The judgment in the present case concerns the interpretation of Article 7(1) and (2) of the Directive1 , in the context of a dispute, which arose in Latvia, between two parties that were active in the same market sector (that of online job advertisements). The website kurdabs.lv, which is operated by the defendant in the main proceedings, the company Melons SIA, allows one to search for job advertisements appearing on other websites, including those of the claimant in the Latvian proceedings, CV-Online Latvia SIA. Melons' site enables the ads contained in the CV-Online database to be found. Further, the content that is extracted from the database can also be consulted directly from Melons' site.
The claimant in the main proceedings, CV-Online, is the owner of a database that it created and regularly updates, consisting of job advertisements published by employers. That database is accessible on the website cv.lv, which is also equipped with meta tags enabling search engines to index the content correctly – which are also exploited by Melons’ specialized search engine.
The Riga Regional Court (Rīgas apgabaltiesas Civillietu tiesas kolēģija) referred two questions to the CJEU for preliminary ruling, concerning (i) the application of art. 7(1) and 7(2) to the pending litigation, and (ii) the possible relevance of meta tags. The Court of Justice, which did not believe that the use of meta tags is relevant in this case, decided to reformulate the points into one single question: whether “an internet search engine specialising in searching the contents of databases, which copies and indexes the whole or a substantial part of a database freely accessible on the internet and then allows its users to search that database on its own website according to criteria relevant to its content, is ‘extracting’ and ‘re-utilising’ the content of that database within the meaning of that provision, and that the maker of such a database is entitled to prohibit such extraction or re-utilisation of that same database.”
To answer, the CJEU first cited the rationale of protection of the sui generis right according to the Database Directive, i.e. that of protecting the investment made "to constitute, verify or present the contents of a database for the limited duration of the right, granting to the maker of a database the option of preventing the unauthorized extraction and/or re-utilization of all or a substantial part of the contents of that database” (see Whereas 40 and 41 of the Directive).

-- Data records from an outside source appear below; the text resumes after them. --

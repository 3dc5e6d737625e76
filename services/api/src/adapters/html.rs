//! services/api/src/adapters/html.rs
//!
//! Renders portfolio entries as HTML fragments and splices them into the
//! portfolio page.

use portfolio_copilot_core::domain::{PortfolioSection, ProjectEntry, UpdateRequest, WorkEntry};
use portfolio_copilot_core::ports::{PortError, PortResult};
use regex::Regex;

fn escape(text: &str) -> String {
    let mut out = String::with_capacity(text.len());
    for c in text.chars() {
        match c {
            '&' => out.push_str("&amp;"),
            '<' => out.push_str("&lt;"),
            '>' => out.push_str("&gt;"),
            '"' => out.push_str("&quot;"),
            '\'' => out.push_str("&#39;"),
            _ => out.push(c),
        }
    }
    out
}

fn non_blank(value: Option<&str>) -> Option<&str> {
    value.map(str::trim).filter(|v| !v.is_empty())
}

pub fn render_project(entry: &ProjectEntry) -> String {
    let mut html = String::from("<div class=\"project-item\">\n");
    html.push_str(&format!("  <h3>{}</h3>\n", escape(entry.title.trim())));
    html.push_str(&format!("  <p>{}</p>\n", escape(entry.description.trim())));
    if let Some(tech) = non_blank(Some(&entry.technologies)) {
        html.push_str(&format!(
            "  <p class=\"technologies\"><strong>Technologies:</strong> {}</p>\n",
            escape(tech)
        ));
    }
    if let Some(link) = non_blank(entry.link.as_deref()).filter(|l| *l != "#") {
        html.push_str(&format!(
            "  <a href=\"{}\" target=\"_blank\" rel=\"noopener\">View Project</a>\n",
            escape(link)
        ));
    }
    html.push_str("</div>");
    html
}

pub fn render_work(entry: &WorkEntry) -> String {
    let company = match non_blank(entry.company_url.as_deref()).filter(|u| *u != "#") {
        Some(url) => format!(
            "<a href=\"{}\" target=\"_blank\" rel=\"noopener\">{}</a>",
            escape(url),
            escape(entry.company.trim())
        ),
        None => escape(entry.company.trim()),
    };
    let mut html = String::from("<div class=\"experience-item\">\n");
    html.push_str(&format!("  <h3>{} at {}</h3>\n", escape(entry.title.trim()), company));
    if let Some(team) = non_blank(entry.team_name.as_deref()) {
        html.push_str(&format!("  <p class=\"team\">Team: {}</p>\n", escape(team)));
    }
    html.push_str(&format!("  <p class=\"years\">{}</p>\n", escape(entry.year_range.trim())));
    if let Some(description) = non_blank(entry.description.as_deref()) {
        html.push_str(&format!("  <p>{}</p>\n", escape(description)));
    }
    if let Some(tech) = non_blank(entry.technologies.as_deref()) {
        html.push_str(&format!(
            "  <p class=\"technologies\"><strong>Technologies:</strong> {}</p>\n",
            escape(tech)
        ));
    }
    html.push_str("</div>");
    html
}

pub fn render(update: &UpdateRequest) -> String {
    match update {
        UpdateRequest::Project(entry) => render_project(entry),
        UpdateRequest::Work(entry) => render_work(entry),
    }
}

/// Inserts `fragment` as the last child of the element whose `id` is the
/// section's anchor.
pub fn splice_into_section(document: &str, section: PortfolioSection, fragment: &str) -> PortResult<String> {
    let anchor = section.anchor_id();
    let opener = Regex::new(&format!(
        r#"(?i)<([a-z][a-z0-9]*)\b[^>]*\sid\s*=\s*["']{}["'][^>]*>"#,
        regex::escape(anchor)
    ))
    .map_err(|e| PortError::Unexpected(e.to_string()))?;

    let not_found = || PortError::SectionNotFound(format!("no element with id=\"{}\"", anchor));
    let open = opener.captures(document).ok_or_else(not_found)?;
    let (Some(whole), Some(tag)) = (open.get(0), open.get(1)) else {
        return Err(not_found());
    };

    let tags = Regex::new(&format!(r"(?i)<(/?){}\b[^>]*>", regex::escape(tag.as_str())))
        .map_err(|e| PortError::Unexpected(e.to_string()))?;
    let mut depth = 1usize;
    for found in tags.captures_iter(&document[whole.end()..]) {
        let Some(m) = found.get(0) else { continue };
        let closing = found.get(1).is_some_and(|slash| !slash.as_str().is_empty());
        if closing {
            depth -= 1;
            if depth == 0 {
                let at = whole.end() + m.start();
                let mut updated = String::with_capacity(document.len() + fragment.len() + 1);
                updated.push_str(&document[..at]);
                updated.push_str(fragment);
                updated.push('\n');
                updated.push_str(&document[at..]);
                return Ok(updated);
            }
        } else if !m.as_str().ends_with("/>") {
            depth += 1;
        }
    }
    Err(PortError::SectionNotFound(format!(
        "element with id=\"{}\" is never closed",
        anchor
    )))
}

Second, the Court recalled that the condition for the application of the sui generis right to databases is the proof “that there has been qualitatively and/or quantitatively a substantial investment in either the obtaining, verification or presentation of the contents”, pursuant to Art. 7 of the Directive.
The Luxembourg judges also pointed out that one of the main purposes of the legislation in question is to find a balance between the conflicting interests of the maker of the database and those of third parties, including competitors wishing to legitimately use part of the data contained in a given database.
Specifically, the CJEU insisted on the pro-competitive role of the so-called aggregators of Internet content (which include the company Melons), already underlined in the Advocate General’s Opinion (who also mentioned the example of flight search engines2 ): “Not only do they allow the information on the internet to be better structured and to be searched more efficiently, but they also contribute to the smooth functioning of competition and to the transparency of offers and prices.” (Opinion AG Szpunar, § 41).
The Court went on to state that the main criterion for balancing the conflicting interests is the potential damage to the substantial investment made by the database maker, hence the risk that the maker may not be able to recoup their investment because of the extraction or re-use of the contents of the database. Of course, this aspect must be assessed on a case-by-case basis by the national court.
Therefore, according to the EU Court of Justice, the concrete evaluation of the concepts of "extraction" and "re-utilisation" of the content of a database within the meaning of Article 7(1) and 7(2) of Directive 96/9/EC - and thus of the possible breach of those rules - is not tied to particular technical means. Rather, it depends on the prejudice that said extraction or re-utilisation of data actually causes to the investment of the maker for obtaining, verifying, or presenting the content of the database.